Sunshine, night storms and rainbows

Destination: Bligh Water, Wakaya, Makogai, Namena
Trip Date: Mar 23rd - Mar 30th, 2024 - Comments
Author: Bel&Mike
Congratulations: Sarah (100th dive), Amanda (200th dive), Cindy (300th dive), Lauren (700th dive), Janet (2400th dive), plus Matthew and Lauren for their birthdays. There sure was a lot of celebration!

Water temperature: 84-86F/29-30C

Another week, another fantastic trip! After spending our last trip diving the Lau group, we were ready to get back to our regular itinerary with the absolute best diving in Fiji! We saw multiple hammerheads, many white tip and grey reef sharks, a wide variety of nudibranchs and some special critters. We had fantastic weather with very little wind throughout the trip, some beautiful sunny days, wild rainstorms at night and a few beautiful rainbows.

This was a rare trip with no return guests, but we had friends visiting, friends of Rob (one of our bosses), friends of prior NAI’A guests and a whole lot of great divers who were here to do the work (currents) and enjoy the magnificent reefs. Their boarding was delayed due to the intense rain in the mainland, so we left the checkout dive for the following day. That first afternoon we just gave them the full NAI’A orientation, got camera gear ready and got to know one another.

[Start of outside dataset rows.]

impl<C: Send + Sync + 'static> Bus<C> {
    /// Create a bus with default configuration and the local transport
    pub fn new() -> Self {
        Self::from_parts(
            BusConfig::default(),
            Arc::new(LocalTransport),
            Arc::new(LoggingDiagnostics),
        )
    }

    /// Start building a bus
    pub fn builder() -> BusBuilder<C> {
        BusBuilder::new()
    }

    /// Assemble a bus from validated parts and attach it to the transport
    pub(crate) fn from_parts(
        config: BusConfig,
        transport: Arc<dyn Transport>,
        diagnostics: Arc<dyn DiagnosticsSink>,
    ) -> Self {
        let registry = Arc::new(SubscriptionRegistry::new(config.max_channel_length));
        let queue = Arc::new(InboundQueue::new(
            config.inbound_queue_capacity,
            config.backpressure_policy,
        ));
        let sink = InboundSink::new(
            queue.clone(),
            diagnostics.clone(),
            config.max_channel_length,
            config.max_payload_size,
        );

        transport.on_receive(sink.clone());

        info!(
            bus = %registry.instance_id(),
            transport = %transport.kind(),
            capacity = queue.capacity(),
            policy = %queue.policy(),
            "Bus created"
        );

        Self {
            inner: Arc::new(BusInner {
                config,
                registry,
                queue,
                sink,
                transport,
                diagnostics,
                counters: Arc::new(BusCounters::default()),
                control: Arc::new(DispatchControl::new()),
                started: AtomicBool::new(false),
                stopping: AtomicBool::new(false),
                task: Mutex::new(None),
            }),
        }
    }

    /// Register a callback for every channel matching `pattern`.
    ///
    /// With `is_regex` the pattern must match the whole channel name.
    /// Callable from inside a callback; the change takes effect from the
    /// next message.
    ///
    /// # Errors
    ///
    /// `PatternTooLong` or `InvalidPattern`; nothing is registered.
    pub fn subscribe(
        &self,
        pattern: &str,
        is_regex: bool,
        handler: impl MessageHandler<C>,
        context: C,
    ) -> Result<SubscriptionId, PubSubError> {
        self.inner
            .registry
            .subscribe(pattern, is_regex, Arc::new(handler), context)
    }

    /// Remove a subscription.
    ///
    /// Once this returns, the callback is not invoked for any message whose
    /// dispatch starts afterwards.
    ///
    /// # Errors
    ///
    /// `NotFound` for unknown, already removed, or foreign handles.
    pub fn unsubscribe(&self, id: SubscriptionId) -> Result<(), PubSubError> {
        self.inner.registry.unsubscribe(id)
    }

    /// Publish a message.
    ///
    /// The frame goes to the transport first (bounded by the configured send
    /// timeout), then into the local inbound queue if the transport wants
    /// loopback. Under the `Block` policy this waits for queue room. A
    /// loopback drop is counted, not returned.
    ///
    /// # Errors
    ///
    /// `ChannelTooLong` and `PayloadTooLarge` before anything happens,
    /// `Closed` once the bus is stopped, and `TransportFailure` after
    /// loopback was attempted.
    pub async fn publish(&self, channel: &str, payload: &[u8]) -> Result<(), PubSubError> {
        self.admit(channel, payload)?;
        let inner = &self.inner;

        let egress = if inner.transport.has_egress() {
            send_with_timeout(inner.transport.as_ref(), channel, payload, inner.config.send_timeout).await
        } else {
            Ok(())
        };

        if inner.transport.wants_loopback() {
            let result = inner.sink.deliver(channel, payload).await;
            self.settle_loopback(channel, result)?;
        }

        egress.map_err(|e| {
            inner.counters.transport_failures.fetch_add(1, Ordering::Relaxed);
            warn!(channel = %channel, error = %e, "Transport send failed");
            PubSubError::TransportFailure(e)
        })
    }

    /// Publish without waiting.
    ///
    /// Loopback never waits, even under the `Block` policy (a full queue
    /// drops). Transport egress runs in the background; its failures are
    /// reported to the diagnostics sink. Safe to call from a callback.
    ///
    /// # Errors
    ///
    /// `ChannelTooLong`, `PayloadTooLarge` and `Closed`, plus
    /// `TransportFailure` if egress is needed and no tokio runtime is
    /// available.
    pub fn try_publish(&self, channel: &str, payload: &[u8]) -> Result<(), PubSubError> {
        self.admit(channel, payload)?;
        let inner = &self.inner;

        let egress = if inner.transport.has_egress() {
            self.spawn_egress(channel, payload)
        } else {
            Ok(())
        };

        if inner.transport.wants_loopback() {
            let result = inner.sink.try_deliver(channel, payload);
            self.settle_loopback(channel, result)?;
        }

        egress.map_err(|e| {
            inner.counters.transport_failures.fetch_add(1, Ordering::Relaxed);
            PubSubError::TransportFailure(e)
        })
    }

    fn admit(&self, channel: &str, payload: &[u8]) -> Result<(), PubSubError> {
        let config = &self.inner.config;
        if channel.len() > config.max_channel_length {
            return Err(PubSubError::ChannelTooLong {
                len: channel.len(),
                max: config.max_channel_length,
            });
        }
        if payload.len() > config.max_payload_size {
            return Err(PubSubError::PayloadTooLarge {
                size: payload.len(),
                max: config.max_payload_size,
            });
        }
        if self.is_closed() {
            return Err(PubSubError::Closed);
        }
        self.inner.counters.published.fetch_add(1, Ordering::Relaxed);
        Ok(())
    }

    fn settle_loopback(&self, channel: &str, result: Result<(), PushError>) -> Result<(), PubSubError> {
        match result {
            Ok(()) | Err(PushError::Dropped) => Ok(()),
            Err(PushError::Closed) => Err(PubSubError::Closed),
            Err(PushError::Oversized) => {
                // admit() already enforced the same limits
                debug!(channel = %channel, "Loopback rejected oversized frame");
                Ok(())
            }
        }
    }

    fn spawn_egress(&self, channel: &str, payload: &[u8]) -> Result<(), TransportError> {
        let handle = Handle::try_current().map_err(|e| TransportError::Unavailable(e.to_string()))?;

        let transport = self.inner.transport.clone();
        let diagnostics = self.inner.diagnostics.clone();
        let counters = self.inner.counters.clone();
        let timeout = self.inner.config.send_timeout;
        let channel = channel.to_string();
        let payload = payload.to_vec();

        handle.spawn(async move {
            if let Err(e) = send_with_timeout(transport.as_ref(), &channel, &payload, timeout).await {
                counters.transport_failures.fetch_add(1, Ordering::Relaxed);
                diagnostics.report(DiagnosticEvent::TransportFailure {
                    channel,
                    error: e.to_string(),
                });
            }
        });
        Ok(())
    }

    /// Number of inbound messages dropped under backpressure
    pub fn dropped_message_count(&self) -> u64 {
        self.inner.queue.dropped()
    }

    /// Spawn the dispatch loop on the current tokio runtime.
    ///
    /// # Errors
    ///
    /// `AlreadyRunning` on a second call, `Closed` after `stop`.
    ///
    /// # Panics
    ///
    /// Outside a tokio runtime.
    pub fn start(&self) -> Result<(), PubSubError> {
        let inner = &self.inner;
        if inner.control.is_shutdown() {
            return Err(PubSubError::Closed);
        }
        if inner.started.swap(true, Ordering::AcqRel) {
            return Err(PubSubError::AlreadyRunning);
        }

        let dispatcher = Dispatcher::new(
            inner.registry.clone(),
            inner.queue.clone(),
            inner.diagnostics.clone(),
            inner.counters.clone(),
            inner.control.clone(),
        );
        let task = tokio::spawn(dispatcher.run());
        *inner.task.lock().unwrap_or_else(PoisonError::into_inner) = Some(task);

        info!(bus = %inner.registry.instance_id(), "Bus started");
        Ok(())
    }

    /// Stop the bus.
    ///
    /// The dispatch loop finishes the message it is dispatching, if any,
    /// and exits. Queued messages are discarded, later publications fail
    /// with `Closed`, and the transport is closed. Idempotent; concurrent
    /// callers all return once the dispatch loop has stopped.
    pub async fn stop(&self) {
        let inner = &self.inner;
        if inner.stopping.swap(true, Ordering::AcqRel) {
            let mut state = inner.control.watch_state();
            let _ = state.wait_for(|s| *s == DispatchState::Stopped).await;
            return;
        }

        inner.control.shutdown();
        let discarded = inner.queue.close();

        let task = inner.task.lock().unwrap_or_else(PoisonError::into_inner).take();
        match task {
            Some(task) => {
                if let Err(e) = task.await {
                    warn!(error = %e, "Dispatch task ended abnormally");
                }
            }
            None => inner.control.set_state(DispatchState::Stopped),
        }

        inner.transport.close().await;
        info!(
            bus = %inner.registry.instance_id(),
            discarded,
            "Bus stopped"
        );
    }

    /// Park dispatch at the next message boundary; messages keep queueing
    pub fn pause(&self) {
        debug!("Pause requested");
        self.inner.control.pause();
    }

    /// Resume a paused bus
    pub fn resume(&self) {
        debug!("Resume requested");
        self.inner.control.resume();
    }

    /// Whether pause is in effect
    pub fn is_paused(&self) -> bool {
        self.inner.control.is_paused()
    }

    /// Wait until every message enqueued before this call was dispatched.
    ///
    /// Waits through a pause, and until `start` if the loop has not been
    /// started. Must not be awaited from a callback.
    ///
    /// # Errors
    ///
    /// `Closed` if the bus stops before the messages were dispatched.
    pub async fn flush(&self) -> Result<(), PubSubError> {
        let target = self.inner.queue.last_seq();
        let mut progress = self.inner.control.progress();
        let mut state = self.inner.control.watch_state();

        let stopped = tokio::select! {
            _ = async { progress.wait_for(|seq| *seq >= target).await.is_ok() } => false,
            _ = async { state.wait_for(|s| *s == DispatchState::Stopped).await.is_ok() } => true,
        };

        if !stopped || *progress.borrow() >= target {
            Ok(())
        } else {
            Err(PubSubError::Closed)
        }
    }

    /// Dispatch loop state
    pub fn state(&self) -> DispatchState {
        self.inner.control.state()
    }

    /// Whether the bus has been stopped
    pub fn is_closed(&self) -> bool {
        self.inner.control.is_shutdown() || self.inner.queue.is_closed()
    }

    /// Counters snapshot
    pub fn stats(&self) -> BusStats {
        let inner = &self.inner;
        let counters = &inner.counters;
        BusStats {
            published: counters.published.load(Ordering::Relaxed),
            delivered: counters.delivered.load(Ordering::Relaxed),
            dispatched: counters.dispatched.load(Ordering::Relaxed),
            dropped: inner.queue.dropped(),
            callback_faults: counters.callback_faults.load(Ordering::Relaxed),
            transport_failures: counters.transport_failures.load(Ordering::Relaxed),
            subscriptions: inner.registry.len(),
            queued: inner.queue.len(),
        }
    }

    /// Live subscriptions in registration order
    pub fn subscriptions(&self) -> Vec<SubscriptionInfo> {
        self.inner.registry.subscriptions()
    }

    /// Effective configuration
    pub fn config(&self) -> &BusConfig {
        &self.inner.config
    }

    /// Transport type
    pub fn transport_kind(&self) -> TransportKind {
        self.inner.transport.kind()
    }

    /// Unique id of this bus; stamped into every subscription handle
    pub fn id(&self) -> &uuid::Uuid {
        self.inner.registry.instance_id()
    }

    /// Non-owning handle, for callbacks that need to reach their own bus
    /// without keeping it alive
    pub fn downgrade(&self) -> WeakBus<C> {
        WeakBus {
            inner: Arc::downgrade(&self.inner),
        }
    }
}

Photo by Janet: Sweetlip gets cleaned by a shrimp

Photo by Matthew: Sara in the Cathedral

Photo by Kate: Namena's reef with the Tetons on the right

After a long but calm crossing, Vatu-i-ra hosted us for the day. We started with an easy dive at Alacrity with a few nudibranchs, flatworms and a soft coral crab. For the other 3 dives, we explored Mellow Yellow (covered in too many fish as usual), Coral Corner (mellow with tons of time at the very top for Righty, sharky and “windy” for Lefty), Maytag (Lefty - gentle current and full of nudis) and Howards Diner (Righty). Howard’s rubble area has now fully transitioned to almost full coral coverage, and astonishing change in the 2 short years we have been here. Fiji’s corals really do give us reason to hope! The current got too wild and we called the night dive off, a decision validated by the storm that came out of nowhere.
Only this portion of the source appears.